Therefore, after the light irradiates the reflective conical mirror 10 through the transparent glass tube 20, the light is refracted and then irradiated onto the convex lens 60, and then focused and then set on the photoelectric detector 40, and the light directly irradiating the convex lens 60 is also focused and then irradiated onto the photoelectric detector 40, so that all the light projected onto the convex lens 60 is focused, and thus more light energy can be received. Compare in prior art can further solve the problem that can not all-round received light.

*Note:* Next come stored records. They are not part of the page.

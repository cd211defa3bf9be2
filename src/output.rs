// Output naming: file format selection and timestamped default file names

use std::path::Path;

use chrono::{Local, NaiveDateTime};

/// Smallest name budget accepted by [`generate_filename`].
pub const MIN_NAME_BUDGET: usize = 30;

/// Default budget, the classic Windows `MAX_PATH`.
pub const DEFAULT_NAME_BUDGET: usize = 260;

/// Image file formats the encoders can write.
#[derive(Debug, Clone, Copy, PartialEq, Eq, Default)]
pub enum OutputFormat {
    /// Lossy, quality configurable
    #[default]
    Jpeg,
    /// Uncompressed 24-bit bitmap
    Bmp,
}

impl OutputFormat {
    pub fn extension(self) -> &'static str {
        match self {
            Self::Jpeg => "jpg",
            Self::Bmp => "bmp",
        }
    }

    /// Parse an extension or format name ("jpg", "jpeg", "bmp"), case-insensitive.
    pub fn from_extension(ext: &str) -> Option<Self> {
        match ext.to_ascii_lowercase().as_str() {
            "jpg" | "jpeg" => Some(Self::Jpeg),
            "bmp" => Some(Self::Bmp),
            _ => None,
        }
    }

    pub fn from_path(path: &Path) -> Option<Self> {
        path.extension()
            .and_then(|e| e.to_str())
            .and_then(Self::from_extension)
    }
}

#[derive(Debug, Clone, PartialEq, Eq, thiserror::Error)]
pub enum FilenameError {
    #[error("file name needs {needed} bytes but the budget is {budget}")]
    BufferTooSmall { needed: usize, budget: usize },
}

/// `capture_YYYYMMDD_HHMMSS.<ext>` for the current local time.
///
/// `budget` counts one byte reserved for a terminator; budgets below
/// [`MIN_NAME_BUDGET`] are always rejected.
pub fn generate_filename(format: OutputFormat, budget: usize) -> Result<String, FilenameError> {
    generate_filename_at(Local::now().naive_local(), format, budget)
}

/// Same as [`generate_filename`] for a fixed timestamp.
pub fn generate_filename_at(
    timestamp: NaiveDateTime,
    format: OutputFormat,
    budget: usize,
) -> Result<String, FilenameError> {
    let name = format!(
        "capture_{}.{}",
        timestamp.format("%Y%m%d_%H%M%S"),
        format.extension()
    );

    let needed = name.len() + 1;
    if budget < MIN_NAME_BUDGET || needed > budget {
        return Err(FilenameError::BufferTooSmall { needed, budget });
    }
    Ok(name)
}
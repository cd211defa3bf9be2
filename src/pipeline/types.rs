use std::fmt;

use crate::capture::PixelLayout;

/// Bytes per pixel of the canonical image (B, G, R).
pub const CANONICAL_BYTES_PER_PIXEL: usize = 3;

/// Single captured still, normalized to a fixed layout.
///
/// Rows are tightly packed (`stride == width * 3`), 3 bytes per pixel in
/// B, G, R order, `stride * height` bytes in total. An instance is only ever
/// built fully formed, so these invariants hold for every value of the type.
///
/// Row order is the device buffer's order. Media Foundation delivers RGB
/// frames bottom-up, so row 0 is normally the bottom of the picture; the BMP
/// writer stores it first and the JPEG writer flips rows, which keeps both
/// outputs upright.
#[derive(Clone, PartialEq, Eq)]
pub struct CanonicalImage {
    width: u32,
    height: u32,
    data: Vec<u8>,
}

impl CanonicalImage {
    /// Wrap a BGR24 buffer. Returns `None` unless both dimensions are positive
    /// and `data` holds exactly `width * 3 * height` bytes.
    pub fn new(width: u32, height: u32, data: Vec<u8>) -> Option<Self> {
        if width == 0 || height == 0 {
            return None;
        }
        let expected = (width as usize)
            .checked_mul(CANONICAL_BYTES_PER_PIXEL)?
            .checked_mul(height as usize)?;
        (data.len() == expected).then_some(Self {
            width,
            height,
            data,
        })
    }

    pub fn width(&self) -> u32 {
        self.width
    }

    pub fn height(&self) -> u32 {
        self.height
    }

    /// Byte distance between rows; always `width * 3`.
    pub fn stride(&self) -> usize {
        self.width as usize * CANONICAL_BYTES_PER_PIXEL
    }

    pub fn data(&self) -> &[u8] {
        &self.data
    }

    pub fn into_data(self) -> Vec<u8> {
        self.data
    }

    /// Row `y`, `stride()` bytes long.
    pub fn row(&self, y: u32) -> Option<&[u8]> {
        let stride = self.stride();
        let start = (y as usize).checked_mul(stride)?;
        self.data.get(start..start + stride)
    }

    /// B, G, R bytes of the pixel at (x, y).
    pub fn pixel(&self, x: u32, y: u32) -> Option<[u8; 3]> {
        if x >= self.width {
            return None;
        }
        let offset = x as usize * CANONICAL_BYTES_PER_PIXEL;
        let px = self.row(y)?.get(offset..offset + CANONICAL_BYTES_PER_PIXEL)?;
        Some([px[0], px[1], px[2]])
    }

    /// Release the pixel buffer. Equivalent to dropping the image.
    pub fn release(self) {}
}

impl fmt::Debug for CanonicalImage {
    fn fmt(&self, f: &mut fmt::Formatter<'_>) -> fmt::Result {
        f.debug_struct("CanonicalImage")
            .field("width", &self.width)
            .field("height", &self.height)
            .field("stride", &self.stride())
            .field("len", &self.data.len())
            .finish()
    }
}

/// How the stream's pixel layout came about.
#[derive(Debug, Clone, Copy, PartialEq, Eq)]
pub enum FormatOrigin {
    /// The device accepted this requested layout
    Requested(PixelLayout),
    /// Both requests were refused; the device's own format is in effect
    Native,
}

/// Pixel layout and geometry actually in effect on the reader.
#[derive(Debug, Clone, Copy, PartialEq, Eq)]
pub struct NegotiatedFormat {
    /// Layout of the delivered bytes, resolved from the post-request query
    pub layout: PixelLayout,
    pub origin: FormatOrigin,
    pub width: u32,
    pub height: u32,
    /// Byte distance between source rows (>= `width * bytes_per_pixel`)
    pub source_stride: usize,
}

impl NegotiatedFormat {
    /// Meaningful bytes per source row.
    pub fn row_bytes(&self) -> usize {
        self.width as usize * self.layout.bytes_per_pixel()
    }

    /// Minimum source buffer length that covers every row.
    pub fn min_source_len(&self) -> usize {
        match self.height {
            0 => 0,
            h => self.source_stride * (h as usize - 1) + self.row_bytes(),
        }
    }
}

Referring to fig. 4, the light ray indicated by reference numeral 1 is projected from an oblique upper direction, and the light ray directly irradiates the convex lens 60 after passing through the transparent glass cover. The light ray shown by reference numeral 2 is projected in the horizontal direction, and the light ray is irradiated to the conical mirror 13 to be refracted and then projected vertically onto the convex lens 60. The light ray indicated by reference numeral 3 is projected obliquely from below, and after being reflected by the cone-shaped mirror 13, the light ray is refracted in the mirror direction and then projected at a certain angle onto the convex lens 60. All light projected onto the convex lens 60 will be focused and thus receive more light energy. The focused light is further conditioned by the optical filter 50, only the light with the wavelength of the measurement light is passed through, the light with other wavelengths is prevented from passing through, and finally the energy of the optical signal projected on the photoelectric detector 40 is concentrated and the signal light of the dry projection light is filtered.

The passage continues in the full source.